W tym miejscu przydałaby się ankieta, ale łatwiej mi będzie posłużyć się paroma przykładami wpisującymi się w ten dość stereotypowy scenariusz. I nie – nie była to metoda “na wnuczka”, “policjanta” czy inną budzącą zaufanie osobę. Pan Edward padł ofiarą oszustwa, które na potrzeby tego artykułu, nazwałam oszustwem “na bitcoina”. 

Sytuacja nr 1. Scam internetowy

Kto nie chciałby się szybko i łatwo wzbogacić? Szczególnie w sytuacji, gdy trudno mu znaleźć stałe źródło dochodów? Pan Edward był jedną z takich osób. Podczas codziennego przeglądania treści w portalach społecznościowych w oczy parokrotnie rzuciła mu się reklama zachwalająca możliwość zarabiania na kryptowalutach.

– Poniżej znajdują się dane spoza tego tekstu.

//! Albums

use crate::catalog::Artist;
use crate::error::{Error, Result};
use crate::link::{Link, LinkType};
use crate::native::{Native, NativeHandle, RawHandle};

/// An album in the Chorus catalog
#[derive(Debug, Clone)]
pub struct Album {
    handle: NativeHandle,
}

impl Album {
    /// Construct an album from its link
    pub fn from_link(native: &Native, link: &Link) -> Result<Self> {
        if link.kind() != LinkType::Album {
            return Err(Error::Link(link.to_string()));
        }
        let raw = native.call(|api| api.resolve(link.kind(), link.id()))?;
        Ok(Self {
            handle: NativeHandle::adopt(native.clone(), raw)?,
        })
    }

    /// Wrap an owned native reference
    pub fn from_handle(handle: NativeHandle) -> Self {
        Self { handle }
    }

    /// Link to this album
    pub fn to_link(&self) -> Result<Link> {
        let (kind, id) = self.native().call(|api| api.identity(self.raw()))?;
        Ok(Link::new(kind, id))
    }

    /// Album name; empty until loaded
    pub fn name(&self) -> String {
        self.native().call(|api| api.object_name(self.raw()))
    }

    /// Release year; zero until loaded
    pub fn year(&self) -> u32 {
        self.native().call(|api| api.album_year(self.raw()))
    }

    /// Primary artist of the album
    pub fn artist(&self) -> Result<Artist> {
        let raw = self.native().call(|api| api.album_artist(self.raw()))?;
        Ok(Artist::from_handle(NativeHandle::adopt(
            self.native().clone(),
            raw,
        )?))
    }

    /// Whether the album is available in the logged-in user's region
    pub fn available(&self) -> bool {
        self.native().call(|api| api.album_available(self.raw()))
    }

    /// Whether the album's metadata has been fetched
    pub fn loaded(&self) -> bool {
        self.native().call(|api| api.object_loaded(self.raw()))
    }

    fn native(&self) -> &Native {
        self.handle.native()
    }

    fn raw(&self) -> RawHandle {
        self.handle.raw()
    }
}

impl PartialEq for Album {
    fn eq(&self, other: &Self) -> bool {
        match (self.to_link(), other.to_link()) {
            (Ok(a), Ok(b)) => a == b,
            _ => false,
        }
    }
}
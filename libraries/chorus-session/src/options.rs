//! Session options
//!
//! Options are kept as a `serde_json` map rather than a closed struct:
//! unrecognized keys pass through to the native library unvalidated, so the
//! shape must stay open.

use serde_json::{Map, Value};

/// The default option map.
///
/// Recognized keys and their defaults:
/// - `user_agent`: `"Chorus"`
/// - `settings_path`: `"tmp"`
/// - `cache_path`: `""`
/// - `load_playlists`: `true`
/// - `compress_playlists`: `true`
/// - `cache_playlist_metadata`: `true`
pub fn default_options() -> Map<String, Value> {
    let mut defaults = Map::new();
    defaults.insert("user_agent".to_string(), Value::from("Chorus"));
    defaults.insert("settings_path".to_string(), Value::from("tmp"));
    defaults.insert("cache_path".to_string(), Value::from(""));
    defaults.insert("load_playlists".to_string(), Value::from(true));
    defaults.insert("compress_playlists".to_string(), Value::from(true));
    defaults.insert("cache_playlist_metadata".to_string(), Value::from(true));
    defaults
}

/// Merge overrides into the defaults.
///
/// The result contains every default key, replaced wherever `overrides`
/// supplies a value; unknown override keys are copied through unchanged. No
/// validation happens at this layer.
pub fn merge_defaults(overrides: &Map<String, Value>) -> Map<String, Value> {
    let mut merged = default_options();
    for (key, value) in overrides {
        merged.insert(key.clone(), value.clone());
    }
    merged
}

/// The `user_agent` value of a merged option map
pub fn user_agent(options: &Map<String, Value>) -> &str {
    options
        .get("user_agent")
        .and_then(Value::as_str)
        .unwrap_or("Chorus")
}

/// The `settings_path` value of a merged option map
pub fn settings_path(options: &Map<String, Value>) -> &str {
    options
        .get("settings_path")
        .and_then(Value::as_str)
        .unwrap_or("tmp")
}

/// The `cache_path` value of a merged option map
pub fn cache_path(options: &Map<String, Value>) -> &str {
    options
        .get("cache_path")
        .and_then(Value::as_str)
        .unwrap_or("")
}

#[cfg(test)]
mod tests {
    use super::*;

    #[test]
    fn no_overrides_yields_the_defaults() {
        assert_eq!(merge_defaults(&Map::new()), default_options());
    }

    #[test]
    fn typed_accessors_read_the_merged_map() {
        let mut overrides = Map::new();
        overrides.insert("user_agent".to_string(), Value::from("Cow"));

        let merged = merge_defaults(&overrides);
        assert_eq!(user_agent(&merged), "Cow");
        assert_eq!(settings_path(&merged), "tmp");
        assert_eq!(cache_path(&merged), "");
    }

    #[test]
    fn overrides_replace_only_their_key() {
        let mut overrides = Map::new();
        overrides.insert("user_agent".to_string(), Value::from("Cow"));

        let merged = merge_defaults(&overrides);
        assert_eq!(merged["user_agent"], Value::from("Cow"));

        for (key, value) in default_options() {
            if key != "user_agent" {
                assert_eq!(merged[&key], value, "key {key} should keep its default");
            }
        }
    }

    #[test]
    fn unknown_keys_pass_through() {
        let mut overrides = Map::new();
        overrides.insert("proxy".to_string(), Value::from("socks5://localhost"));

        let merged = merge_defaults(&overrides);
        assert_eq!(merged["proxy"], Value::from("socks5://localhost"));
        assert_eq!(merged.len(), default_options().len() + 1);
    }

    #[test]
    fn defaults_include_playlist_settings() {
        let defaults = default_options();
        assert_eq!(defaults["load_playlists"], Value::from(true));
        assert_eq!(defaults["compress_playlists"], Value::from(true));
        assert_eq!(defaults["cache_playlist_metadata"], Value::from(true));
    }
}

Atrakcyjna, uśmiechnięta kobieta u boku znanego biznesmena na grafice stanowiła dodatkowy bodziec zachęcający do kliknięcia w baner reklamowy. Potem już tylko wystarczyło przeczytać parę zdań na temat “jedynej takiej życiowej okazji”, wypełnić formularz kontaktowy i czekać na telefon od “brokera/konsultanta/maklera/osobistego doradcy” (tylko wyobraźnia nas ogranicza). 

Co dalej? Zadowolony Pan Edward nastawia wodę na herbatę, zaciera dłonie i…o, dzwoni telefon! Dzień dobry, dzień dobry, wymiana uprzejmości. Po drugiej stronie słuchawki słychać dżentelmena. Elokwencja, elegancja. Akcent lekko zagraniczny, no ale przecież babcia pana Edwarda była z Wilna, to nie posądzimy przecież człowieka na tej podstawie o nieuczciwe zamiary! 

“Dobrze, więc jaki jest plan? Otóż, szanowny Panie Edwardzie, wystarczy nam 250 euro/dolarów. No śmieszna kwota, sam pan przyzna, biorąc pod uwagę morze możliwości, jakie się potem przed panem otwierają!”. Sprawy potoczyły się już wedle doskonale znanego policji i Komisji Nadzoru Finansowego KNF scenariusza: 

Pan Edward został poproszony o zainstalowanie na swoim komputerze aplikacji umożliwiającej konsultantowi uruchomienie tak zwanego “zdalnego pulpitu”. Dzięki temu mógł on, jak wytłumaczył, krok po kroku pokazać Panu Edwardowi, w jaki sposób należy wykonywać operacje. Potrzebna była także aplikacja giełdowa (portfel kryptowalutowy) oraz inna umożliwiająca przelewy wielowalutowe, a najlepiej taka, która oferuje także szybką wymianę na krypto. Pan Edward przelał 250 euro.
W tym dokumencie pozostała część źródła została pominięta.